I work in a large practice with three doctors and six full-time hygienists. According to our practice management software, we have around 8,500 active patients. We are about 80% fee-for-service and 20% PPO. We are always busy, and the phone rings almost nonstop. There are four business assistants and an office administrator.

The problem we have is recall. I feel we do a poor job of keeping recall up to date because there are so many patients. Most patients schedule six months ahead, but some of our patients are on a one-year recall. Rarely do they schedule that far ahead. Then there are the perio maintenance patients who fall through the cracks because we do not have any openings. We get complaints from patients about not being able to get a timely appointment. We also have days when we have two to four open appointments, and the business desk apparently doesn’t know who to call to try to fill the time. It’s just a mess!

Do you have any tips for us on improving our recall system?

Thanks in advance,
Midsouth Hygienist

Dear Midsouth,

First off, I’d like to suggest that we all get away from using the term “recall.” It reminds me of a car company “recalling” its defective vehicles for some problem. Furthermore, the term “recall” trivializes the preventive visit, much like the phrase “cleaning and checkup.” My suggestion is to use the phrase “preventive care,” “continuing care,” or “professional hygiene care” as a better alternative.

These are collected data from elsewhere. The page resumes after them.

//! Client configuration
//!
//! A [`ClientConfig`] is a plain value handed to the client. It can be built in
//! code, read from the environment, read from a JSON or YAML file, or loaded from
//! the default file with environment overrides on top.

use crate::error::{Result, SdkError};
use crate::logging::{self, LogLevel};
use anyhow::Context;
use base64::engine::general_purpose::URL_SAFE_NO_PAD;
use base64::Engine;
use chrono::{DateTime, Utc};
use serde::{Deserialize, Serialize};
use std::fmt;
use std::path::{Path, PathBuf};
use tracing_appender::non_blocking::WorkerGuard;

pub const DEFAULT_SERVER_URL: &str = "https://api.deltastream.io/v2";

const ENV_DSN: &str = "DELTASTREAM_DSN";
const ENV_SERVER_URL: &str = "DELTASTREAM_SERVER_URL";
const ENV_TOKEN: &str = "DELTASTREAM_TOKEN";
const ENV_ORGANIZATION_ID: &str = "DELTASTREAM_ORGANIZATION_ID";
const ENV_ORG_ID: &str = "DELTASTREAM_ORG_ID";
const ENV_DATABASE_NAME: &str = "DELTASTREAM_DATABASE_NAME";
const ENV_SCHEMA_NAME: &str = "DELTASTREAM_SCHEMA_NAME";
const ENV_STORE_NAME: &str = "DELTASTREAM_STORE_NAME";
const ENV_LOG_LEVEL: &str = "DELTASTREAM_LOG_LEVEL";

fn default_server_url() -> String {
    DEFAULT_SERVER_URL.to_string()
}

/// Connection and session settings
#[derive(Clone, PartialEq, Serialize, Deserialize)]
pub struct ClientConfig {
    #[serde(default = "default_server_url")]
    pub server_url: String,
    /// Full connection string; takes precedence over token and organization
    #[serde(default)]
    pub dsn: Option<String>,
    /// API token. Never written back to disk.
    #[serde(default, skip_serializing)]
    pub token: Option<String>,
    #[serde(default)]
    pub organization_id: Option<String>,
    /// Database to switch to on [`initialize`](crate::DeltaStreamClient::initialize)
    #[serde(default)]
    pub database_name: Option<String>,
    #[serde(default)]
    pub schema_name: Option<String>,
    #[serde(default)]
    pub store_name: Option<String>,
    #[serde(default)]
    pub log_level: LogLevel,
}

impl Default for ClientConfig {
    fn default() -> Self {
        Self {
            server_url: default_server_url(),
            dsn: None,
            token: None,
            organization_id: None,
            database_name: None,
            schema_name: None,
            store_name: None,
            log_level: LogLevel::default(),
        }
    }
}

impl fmt::Debug for ClientConfig {
    fn fmt(&self, f: &mut fmt::Formatter<'_>) -> fmt::Result {
        f.debug_struct("ClientConfig")
            .field("server_url", &self.server_url)
            .field("dsn", &self.dsn.as_ref().map(|_| "<redacted>"))
            .field("token", &self.token.as_ref().map(|_| "<redacted>"))
            .field("organization_id", &self.organization_id)
            .field("database_name", &self.database_name)
            .field("schema_name", &self.schema_name)
            .field("store_name", &self.store_name)
            .field("log_level", &self.log_level)
            .finish()
    }
}

impl ClientConfig {
    /// Settings from the process environment
    pub fn from_env() -> Self {
        Self::from_lookup(|key| std::env::var(key).ok())
    }

    /// Settings from any key lookup, using the same variable names as [`from_env`](Self::from_env)
    pub fn from_lookup<F>(lookup: F) -> Self
    where
        F: Fn(&str) -> Option<String>,
    {
        let mut config = Self::default();
        config.apply_overrides(&lookup);
        config
    }

    /// Replace fields with every variable `lookup` knows about
    fn apply_overrides<F>(&mut self, lookup: &F)
    where
        F: Fn(&str) -> Option<String>,
    {
        let get = |key: &str| lookup(key).filter(|v| !v.trim().is_empty());

        if let Some(url) = get(ENV_SERVER_URL) {
            self.server_url = url;
        }
        if let Some(dsn) = get(ENV_DSN) {
            self.dsn = Some(dsn);
        }
        if let Some(token) = get(ENV_TOKEN) {
            self.token = Some(token);
        }
        if let Some(org) = get(ENV_ORGANIZATION_ID).or_else(|| get(ENV_ORG_ID)) {
            self.organization_id = Some(org);
        }
        if let Some(db) = get(ENV_DATABASE_NAME) {
            self.database_name = Some(db);
        }
        if let Some(schema) = get(ENV_SCHEMA_NAME) {
            self.schema_name = Some(schema);
        }
        if let Some(store) = get(ENV_STORE_NAME) {
            self.store_name = Some(store);
        }
        if let Some(level) = get(ENV_LOG_LEVEL) {
            match level.parse() {
                Ok(level) => self.log_level = level,
                Err(e) => tracing::warn!("Ignoring {}: {}", ENV_LOG_LEVEL, e),
            }
        }
    }

    /// Start file logging at the configured level
    ///
    /// See [`logging::init`]; `None` when the level is off or a subscriber is
    /// already installed.
    pub fn init_logging(&self, path: Option<&Path>) -> Option<WorkerGuard> {
        logging::init(self.log_level, path)
    }

    /// Read a JSON or YAML file, chosen by extension (`.json`, `.yaml`, `.yml`)
    pub fn from_file(path: &Path) -> Result<Self> {
        Self::read_file(path).map_err(|e| SdkError::invalid(format!("{:#}", e)))
    }

    fn read_file(path: &Path) -> anyhow::Result<Self> {
        let content = std::fs::read_to_string(path)
            .with_context(|| format!("Failed to read config file {}", path.display()))?;

        let is_json = path
            .extension()
            .and_then(|ext| ext.to_str())
            .is_some_and(|ext| ext.eq_ignore_ascii_case("json"));

        let config = if is_json {
            serde_json::from_str(&content)
                .with_context(|| format!("Invalid JSON in {}", path.display()))?
        } else {
            serde_yaml::from_str(&content)
                .with_context(|| format!("Invalid YAML in {}", path.display()))?
        };
        Ok(config)
    }

    /// `<config dir>/deltastream/config.yaml`
    pub fn default_path() -> Option<PathBuf> {
        dirs::config_dir().map(|p| p.join("deltastream").join("config.yaml"))
    }

    /// Default file if present, with the environment on top
    ///
    /// A missing file is not an error; an unreadable one is.
    pub fn load() -> Result<Self> {
        let mut config = match Self::default_path() {
            Some(path) if path.exists() => Self::from_file(&path)?,
            _ => Self::default(),
        };
        config.apply_overrides(&|key: &str| std::env::var(key).ok());
        Ok(config)
    }

    /// Write as pretty JSON, creating parent directories. The token is not written.
    pub fn save(&self, path: &Path) -> Result<()> {
        self.write_file(path)
            .map_err(|e| SdkError::invalid(format!("{:#}", e)))
    }

    fn write_file(&self, path: &Path) -> anyhow::Result<()> {
        if let Some(parent) = path.parent() {
            std::fs::create_dir_all(parent)
                .with_context(|| format!("Failed to create {}", parent.display()))?;
        }

        let content = serde_json::to_string_pretty(self)?;
        std::fs::write(path, content)
            .with_context(|| format!("Failed to write config file {}", path.display()))?;

        Ok(())
    }

    /// Check that the settings can authenticate
    pub fn validate(&self) -> Result<()> {
        if self.server_url.trim().is_empty() {
            return Err(SdkError::invalid("server_url must not be empty"));
        }
        if self.dsn.is_some() {
            return Ok(());
        }

        let Some(token) = self.token.as_deref() else {
            return Err(SdkError::invalid(
                "either a DSN or a token with an organization id is required",
            ));
        };
        if self.organization_id.is_none() {
            return Err(SdkError::invalid("organization_id is required when using a token"));
        }

        if let Some(expiry) = token_expiry(token) {
            if expiry <= Utc::now() {
                return Err(SdkError::invalid(format!(
                    "token expired at {}",
                    expiry.to_rfc3339()
                )));
            }
        }

        Ok(())
    }
}

/// `exp` claim of a JWT, if the token is one
///
/// The signature is not checked; this only catches tokens that are certainly stale.
pub fn token_expiry(token: &str) -> Option<DateTime<Utc>> {
    let mut parts = token.split('.');
    let (_header, payload, _signature) = (parts.next()?, parts.next()?, parts.next()?);
    if parts.next().is_some() {
        return None;
    }

    let decoded = URL_SAFE_NO_PAD.decode(payload.trim_end_matches('=')).ok()?;
    let claims: serde_json::Value = serde_json::from_slice(&decoded).ok()?;
    let exp = claims.get("exp")?.as_i64()?;
    DateTime::from_timestamp(exp, 0)
}
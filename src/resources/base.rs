//! Generic resource manager
//!
//! One [`ResourceManager`] per record type. The operations every kind shares
//! (list, get, exists, delete) live here; kind-specific create/update/lifecycle
//! operations are inherent impls on the concrete instantiation in each module.

use super::registry::ResourceKind;
use crate::connection::{self, Connection, Row};
use crate::error::{Result, SdkError};
use crate::models::base::{normalize_key, Record};
use crate::sql::{statement, WithClause};
use serde_json::{Map, Value};
use std::fmt;
use std::marker::PhantomData;
use std::sync::Arc;

/// Manages the remote objects of one record type
pub struct ResourceManager<R: Record> {
    connection: Arc<dyn Connection>,
    _record: PhantomData<fn() -> R>,
}

impl<R: Record> Clone for ResourceManager<R> {
    fn clone(&self) -> Self {
        Self {
            connection: Arc::clone(&self.connection),
            _record: PhantomData,
        }
    }
}

impl<R: Record> fmt::Debug for ResourceManager<R> {
    fn fmt(&self, f: &mut fmt::Formatter<'_>) -> fmt::Result {
        f.debug_struct("ResourceManager")
            .field("kind", &R::KIND)
            .finish_non_exhaustive()
    }
}

impl<R: Record> ResourceManager<R> {
    pub fn new(connection: Arc<dyn Connection>) -> Self {
        Self {
            connection,
            _record: PhantomData,
        }
    }

    pub fn kind(&self) -> ResourceKind {
        R::KIND
    }

    pub(crate) async fn execute(&self, sql: &str) -> Result<()> {
        connection::execute(self.connection.as_ref(), sql).await
    }

    pub(crate) async fn query_rows(&self, sql: &str) -> Result<Vec<Row>> {
        connection::query(self.connection.as_ref(), sql).await
    }

    /// All objects of this kind visible in the session
    pub async fn list(&self) -> Result<Vec<R>> {
        self.list_with(&statement::list(R::KIND, &[])).await
    }

    pub(crate) async fn list_with(&self, sql: &str) -> Result<Vec<R>> {
        let rows = self.query_rows(sql).await?;
        Ok(rows.iter().map(R::from_row).collect())
    }

    /// Describe one object
    ///
    /// Fails with [`SdkError::ResourceNotFound`] when the describe returns no rows.
    pub async fn get(&self, name: &str) -> Result<R> {
        self.get_with(name, &statement::describe(R::KIND, name)).await
    }

    pub(crate) async fn get_with(&self, name: &str, sql: &str) -> Result<R> {
        let rows = fold_property_rows(self.query_rows(sql).await?);
        match rows.first() {
            Some(row) => Ok(R::from_row(row)),
            None => Err(SdkError::not_found(R::KIND, name)),
        }
    }

    /// Whether an object named exactly `name` is listed
    pub async fn exists(&self, name: &str) -> Result<bool> {
        let records = self.list().await?;
        Ok(records.iter().any(|r| r.name() == name))
    }

    pub async fn delete(&self, name: &str) -> Result<()> {
        self.execute(&statement::drop(R::KIND, name)).await?;
        tracing::info!("Dropped {} '{}'", R::KIND, name);
        Ok(())
    }

    /// Run a CREATE statement and read the new object back
    pub(crate) async fn create_with(&self, name: &str, sql: &str) -> Result<R> {
        self.execute(sql).await?;
        tracing::info!("Created {} '{}'", R::KIND, name);
        self.get(name).await
    }

    /// Apply parameter and comment changes, then read the object back
    ///
    /// Parameters go first as `UPDATE`, the comment second as `ALTER ... SET COMMENT`.
    pub(crate) async fn apply_update(&self, name: &str, clause: &WithClause, comment: Option<&str>) -> Result<R> {
        self.apply_changes(name, clause, comment).await?;
        self.get(name).await
    }

    pub(crate) async fn apply_changes(&self, name: &str, clause: &WithClause, comment: Option<&str>) -> Result<()> {
        if clause.is_empty() && comment.is_none() {
            return Err(SdkError::invalid(format!(
                "nothing to update for {} '{}'",
                R::KIND,
                name
            )));
        }

        if !clause.is_empty() {
            self.execute(&statement::update(R::KIND, name, clause)).await?;
        }
        if let Some(comment) = comment {
            self.execute(&statement::set_comment(R::KIND, name, comment)).await?;
        }

        tracing::info!("Updated {} '{}'", R::KIND, name);
        Ok(())
    }

    pub(crate) async fn start_resource(&self, name: &str) -> Result<()> {
        self.require_startable()?;
        self.execute(&statement::start(R::KIND, name)).await?;
        tracing::info!("Started {} '{}'", R::KIND, name);
        Ok(())
    }

    pub(crate) async fn stop_resource(&self, name: &str) -> Result<()> {
        self.require_startable()?;
        self.execute(&statement::stop(R::KIND, name)).await?;
        tracing::info!("Stopped {} '{}'", R::KIND, name);
        Ok(())
    }

    fn require_startable(&self) -> Result<()> {
        if R::KIND.is_startable() {
            Ok(())
        } else {
            Err(SdkError::invalid(format!("{} cannot be started or stopped", R::KIND)))
        }
    }
}

/// Fold a property/value describe result into one row
///
/// Some describes answer with one row per property (`property`/`value` or
/// `key`/`value` columns). Any other shape is returned unchanged.
pub fn fold_property_rows(rows: Vec<Row>) -> Vec<Row> {
    let Some(first) = rows.first() else {
        return rows;
    };
    let Some((key_column, value_column)) = property_columns(first) else {
        return rows;
    };

    let mut folded = Map::new();
    for row in &rows {
        let key = match row.get(&key_column) {
            Some(Value::String(s)) => s.clone(),
            Some(Value::Null) | None => continue,
            Some(other) => other.to_string(),
        };
        let value = row.get(&value_column).cloned().unwrap_or(Value::Null);
        folded.insert(key, value);
    }
    vec![folded]
}

fn property_columns(row: &Row) -> Option<(String, String)> {
    if row.len() != 2 {
        return None;
    }
    let mut key_column = None;
    let mut value_column = None;
    for column in row.keys() {
        match normalize_key(column).as_str() {
            "property" | "key" => key_column = Some(column.clone()),
            "value" => value_column = Some(column.clone()),
            _ => {}
        }
    }
    Some((key_column?, value_column?))
}
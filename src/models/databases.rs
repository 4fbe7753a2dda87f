use super::base::{BaseMut, FieldSpec, Record, UnknownFields};
use super::coerce;
use crate::error::{Result, SdkError};
use crate::resources::ResourceKind;
use chrono::{DateTime, Utc};
use serde::Serialize;

#[derive(Debug, Clone, Default, PartialEq, Serialize)]
pub struct Database {
    pub name: String,
    pub created_at: Option<DateTime<Utc>>,
    pub updated_at: Option<DateTime<Utc>>,
    pub owner: Option<String>,
    pub comment: Option<String>,
    pub is_default: Option<bool>,
}

static DATABASE_FIELDS: &[FieldSpec<Database>] = &[FieldSpec {
    synonyms: &["isdefault", "default"],
    apply: |r, v| r.is_default = coerce::boolean(v),
}];

impl Record for Database {
    const KIND: ResourceKind = ResourceKind::Database;
    const UNKNOWN_FIELDS: UnknownFields = UnknownFields::Drop;

    fn fields() -> &'static [FieldSpec<Self>] {
        DATABASE_FIELDS
    }

    fn base_mut(&mut self) -> BaseMut<'_> {
        BaseMut {
            name: &mut self.name,
            created_at: &mut self.created_at,
            updated_at: &mut self.updated_at,
            owner: &mut self.owner,
            comment: &mut self.comment,
        }
    }

    fn name(&self) -> &str {
        &self.name
    }
}

/// Parameters for `CREATE DATABASE`; databases take no WITH clause
#[derive(Debug, Clone, Default, PartialEq)]
pub struct DatabaseCreateParams {
    pub name: String,
    pub comment: Option<String>,
}

impl DatabaseCreateParams {
    pub fn new(name: impl Into<String>) -> Self {
        Self {
            name: name.into(),
            comment: None,
        }
    }

    pub fn comment(mut self, comment: impl Into<String>) -> Self {
        self.comment = Some(comment.into());
        self
    }

    pub fn validate(&self) -> Result<()> {
        if self.name.trim().is_empty() {
            return Err(SdkError::invalid("database name must not be empty"));
        }
        Ok(())
    }
}

#[cfg(test)]
mod tests {
    use super::*;
    use serde_json::{json, Value};

    fn row(value: Value) -> crate::connection::Row {
        match value {
            Value::Object(map) => map,
            _ => Default::default(),
        }
    }

    #[test]
    fn test_from_row_complete() {
        let database = Database::from_row(&row(json!({
            "Name": "test_database",
            "IsDefault": false,
            "Owner": "test_user",
            "CreatedAt": "2024-01-01 00:00:00.000",
            "Path": ["test_database"],
        })));

        assert_eq!(database.name, "test_database");
        assert_eq!(database.owner.as_deref(), Some("test_user"));
        assert_eq!(database.is_default, Some(false));
        assert!(database.created_at.is_some());
    }

    #[test]
    fn test_is_default_from_text() {
        let database = Database::from_row(&row(json!({"Name": "db", "is_default": "True"})));
        assert_eq!(database.is_default, Some(true));
    }

    #[test]
    fn test_from_row_minimal() {
        let database = Database::from_row(&row(json!({"Name": "minimal_db"})));
        assert_eq!(database.name, "minimal_db");
        assert!(database.owner.is_none());
        assert!(database.is_default.is_none());
    }
}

I see two primary problems. One is a capacity versus demand issue. It takes about 800 to 1,000 patients to keep one full-time hygienist busy. With an active patient base of 8,500, you could keep eight hygienists busy. You have more demand for care than available appointments (capacity), and this creates a backlog. The second problem is that you may be understaffed and/or disorganized at the business desk. If a practice has a large number of hygienists, there should be one business assistant with the title of hygiene department coordinator. This assistant’s job would be to maintain the hygiene schedules of all hygienists and coordinate all continuing care. It’s a big job with a lot of responsibility. Because hygiene often drives the rest of the practice, it has to be someone’s primary responsibility to maintain the hygiene schedules and continuing care system.

When our schedules are full, most offices are not too concerned with contacting patients and getting them scheduled. However, the problem of more demand than capacity is detrimental in the long run. When patients become frustrated because they can’t get timely appointments, they go elsewhere. Sometime later, the office begins to see increasing open time in the schedule. That’s when they realize the pendulum has swung the other way, and they have lost a significant number of patients. It’s harder and more costly to get new patients than to retain existing patients, so it’s much better to address the problem by looking at ways to increase capacity. Some options include adding a satellite office, adding some nontraditional hours, or increasing the size of the existing office by adding more operatory space.

One office I worked with had three total operatories, and there was no space to build it any larger. So, to address the demand issue, it added a second shift dentist and staff. Table 1 shows how the schedule worked.

The beauty of this arrangement was that there was more efficient use of space, and many patients loved the nontraditional hours. The practice doubled its capacity and built a large, financially healthy practice without incurring heavy debt.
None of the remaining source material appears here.